Approximately 85% of the body’s phosphorus is in bone as hydroxyapatite, while most of the remainder (15%) is present in soft tissue. Only 0.1% of phosphorus is present in extracellular fluid, and it is this fraction that is measured with a serum phosphorus level.
Reducing available phosphate may compromise any organ system, alone or in combination. The critical role phosphate plays in every cell, tissue, and organ explains the systemic nature of injury caused by phosphate deficiency.
Serum phosphate or phosphorus normally ranges from 2.5-4.5 mg/dL (0.81-1.45 mmol/L) in adults. Hypophosphatemia is defined as mild (2-2.5 mg/dL, or 0.65-0.81 mmol/L), moderate (1-2 mg/dL, or 0.32-0.65 mmol/L), or severe (< 1 mg/dL, or 0.32 mmol/L).

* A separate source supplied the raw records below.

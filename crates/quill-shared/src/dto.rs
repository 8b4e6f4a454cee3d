//! Data Transfer Objects - request/response bodies for the API.

use chrono::{DateTime, Utc};
use serde::{Deserialize, Serialize};
use uuid::Uuid;

use quill_core::domain::{Category, Comment, Pagination, Post, PostStatus, User};

/// Body of `POST /api/posts`.
#[derive(Debug, Clone, Default, Serialize, Deserialize)]
#[serde(rename_all = "camelCase")]
pub struct CreatePostRequest {
    #[serde(default, skip_serializing_if = "Option::is_none")]
    pub user_id: Option<String>,
    #[serde(default, skip_serializing_if = "Option::is_none")]
    pub user_email: Option<String>,
    #[serde(default, skip_serializing_if = "Option::is_none")]
    pub user_name: Option<String>,
    pub title: String,
    pub content: String,
    #[serde(default, skip_serializing_if = "Option::is_none")]
    pub excerpt: Option<String>,
    #[serde(default, skip_serializing_if = "Option::is_none")]
    pub featured_image: Option<String>,
    #[serde(default)]
    pub categories: Vec<Uuid>,
    #[serde(default)]
    pub tags: Vec<String>,
    #[serde(default, skip_serializing_if = "Option::is_none")]
    pub status: Option<PostStatus>,
}

/// Body of `PUT /api/posts/:id`. Absent or null fields are left unchanged.
#[derive(Debug, Clone, Default, Serialize, Deserialize)]
#[serde(rename_all = "camelCase")]
pub struct UpdatePostRequest {
    #[serde(default, skip_serializing_if = "Option::is_none")]
    pub title: Option<String>,
    #[serde(default, skip_serializing_if = "Option::is_none")]
    pub content: Option<String>,
    #[serde(default, skip_serializing_if = "Option::is_none")]
    pub excerpt: Option<String>,
    #[serde(default, skip_serializing_if = "Option::is_none")]
    pub featured_image: Option<String>,
    #[serde(default, skip_serializing_if = "Option::is_none")]
    pub categories: Option<Vec<Uuid>>,
    #[serde(default, skip_serializing_if = "Option::is_none")]
    pub tags: Option<Vec<String>>,
    #[serde(default, skip_serializing_if = "Option::is_none")]
    pub status: Option<PostStatus>,
}

/// Body of `POST /api/posts/:id/comments`.
#[derive(Debug, Clone, Default, Serialize, Deserialize)]
#[serde(rename_all = "camelCase")]
pub struct CreateCommentRequest {
    #[serde(default, skip_serializing_if = "Option::is_none")]
    pub user_id: Option<String>,
    #[serde(default, skip_serializing_if = "Option::is_none")]
    pub user_name: Option<String>,
    pub content: String,
}

/// Query string of `GET /api/posts`.
#[derive(Debug, Clone, Default, Serialize, Deserialize)]
#[serde(rename_all = "camelCase")]
pub struct ListPostsQuery {
    #[serde(default, skip_serializing_if = "Option::is_none")]
    pub user_id: Option<String>,
    #[serde(default, skip_serializing_if = "Option::is_none")]
    pub category: Option<Uuid>,
    #[serde(default, skip_serializing_if = "Option::is_none")]
    pub status: Option<PostStatus>,
    #[serde(default, skip_serializing_if = "Option::is_none")]
    pub search: Option<String>,
    #[serde(default, skip_serializing_if = "Option::is_none")]
    pub page: Option<String>,
    #[serde(default, skip_serializing_if = "Option::is_none")]
    pub limit: Option<String>,
}

/// Category as embedded in a post response.
#[derive(Debug, Clone, PartialEq, Eq, Serialize, Deserialize)]
pub struct CategoryRef {
    #[serde(rename = "_id")]
    pub id: Uuid,
    pub name: String,
    pub slug: String,
    #[serde(default, skip_serializing_if = "Option::is_none")]
    pub color: Option<String>,
}

impl From<&Category> for CategoryRef {
    fn from(category: &Category) -> Self {
        Self {
            id: category.id,
            name: category.name.clone(),
            slug: category.slug.clone(),
            color: category.color.clone(),
        }
    }
}

/// A post with its categories populated.
#[derive(Debug, Clone, PartialEq, Eq, Serialize, Deserialize)]
#[serde(rename_all = "camelCase")]
pub struct PostResponse {
    #[serde(rename = "_id")]
    pub id: Uuid,
    pub user_id: String,
    #[serde(default, skip_serializing_if = "Option::is_none")]
    pub user_email: Option<String>,
    pub user_name: String,
    pub title: String,
    pub content: String,
    pub excerpt: String,
    pub featured_image: String,
    pub categories: Vec<CategoryRef>,
    pub tags: Vec<String>,
    pub status: PostStatus,
    pub comments: Vec<Comment>,
    pub likes: u64,
    pub views: u64,
    pub created_at: DateTime<Utc>,
    pub updated_at: DateTime<Utc>,
}

impl PostResponse {
    /// Replace category ids with summaries from `known`, keeping the post's
    /// order. Ids without a matching category are dropped.
    pub fn populated(post: Post, known: &[Category]) -> Self {
        let categories = post
            .categories
            .iter()
            .filter_map(|id| known.iter().find(|c| c.id == *id))
            .map(CategoryRef::from)
            .collect();

        Self {
            id: post.id,
            user_id: post.user_id,
            user_email: post.user_email,
            user_name: post.user_name,
            title: post.title,
            content: post.content,
            excerpt: post.excerpt,
            featured_image: post.featured_image,
            categories,
            tags: post.tags,
            status: post.status,
            comments: post.comments,
            likes: post.likes,
            views: post.views,
            created_at: post.created_at,
            updated_at: post.updated_at,
        }
    }
}

/// Body of `GET /api/posts`.
#[derive(Debug, Clone, Serialize, Deserialize)]
pub struct PostListResponse {
    pub posts: Vec<PostResponse>,
    pub pagination: Pagination,
}

/// Body of `POST /api/categories`.
#[derive(Debug, Clone, Default, Serialize, Deserialize)]
pub struct CreateCategoryRequest {
    pub name: String,
    #[serde(default, skip_serializing_if = "Option::is_none")]
    pub description: Option<String>,
    #[serde(default, skip_serializing_if = "Option::is_none")]
    pub color: Option<String>,
}

/// Body of `PUT /api/categories/:id`.
#[derive(Debug, Clone, Default, Serialize, Deserialize)]
pub struct UpdateCategoryRequest {
    #[serde(default, skip_serializing_if = "Option::is_none")]
    pub name: Option<String>,
    #[serde(default, skip_serializing_if = "Option::is_none")]
    pub description: Option<String>,
    #[serde(default, skip_serializing_if = "Option::is_none")]
    pub color: Option<String>,
}

/// Request to register a new user.
#[derive(Debug, Clone, Default, Serialize, Deserialize)]
#[serde(rename_all = "camelCase")]
pub struct RegisterUserRequest {
    pub username: String,
    pub email: String,
    pub password: String,
    #[serde(default, skip_serializing_if = "Option::is_none")]
    pub first_name: Option<String>,
    #[serde(default, skip_serializing_if = "Option::is_none")]
    pub last_name: Option<String>,
}

/// Request to login.
#[derive(Debug, Clone, Default, Serialize, Deserialize)]
pub struct LoginRequest {
    pub email: String,
    pub password: String,
}

/// A user's public information.
#[derive(Debug, Clone, PartialEq, Eq, Serialize, Deserialize)]
#[serde(rename_all = "camelCase")]
pub struct UserSummary {
    pub id: Uuid,
    pub username: String,
    pub email: String,
    pub first_name: Option<String>,
    pub last_name: Option<String>,
}

impl From<&User> for UserSummary {
    fn from(user: &User) -> Self {
        Self {
            id: user.id,
            username: user.username.clone(),
            email: user.email.clone(),
            first_name: user.first_name.clone(),
            last_name: user.last_name.clone(),
        }
    }
}

/// Response to register and login.
#[derive(Debug, Clone, Serialize, Deserialize)]
pub struct AuthResponse {
    pub message: String,
    pub token: String,
    pub user: UserSummary,
}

Mild to moderately severe hypophosphatemia is usually asymptomatic. Major clinical sequelae usually occur only in severe hypophosphatemia. If severe hypophosphatemia is present for longer than 2-3 days, serious complications can be seen, including rhabdomyolysis, respiratory failure, acute hemolytic anemia, and fatal arrhythmias.
It has also been shown to increase mortality by four-fold.
Approximately 5% of hospitalized patients have hypophosphatemia, mostly those patients with diabetic ketoacidosis, chronic obstructive pulmonary disease, malignancy, states of malnutrition, and sepsis.
As in the case of other intracellular ions (eg, potassium, magnesium), a decrease in the level of serum phosphate (hypophosphatemia) should be distinguished from a decrease in total body storage of phosphate (phosphate deficiency).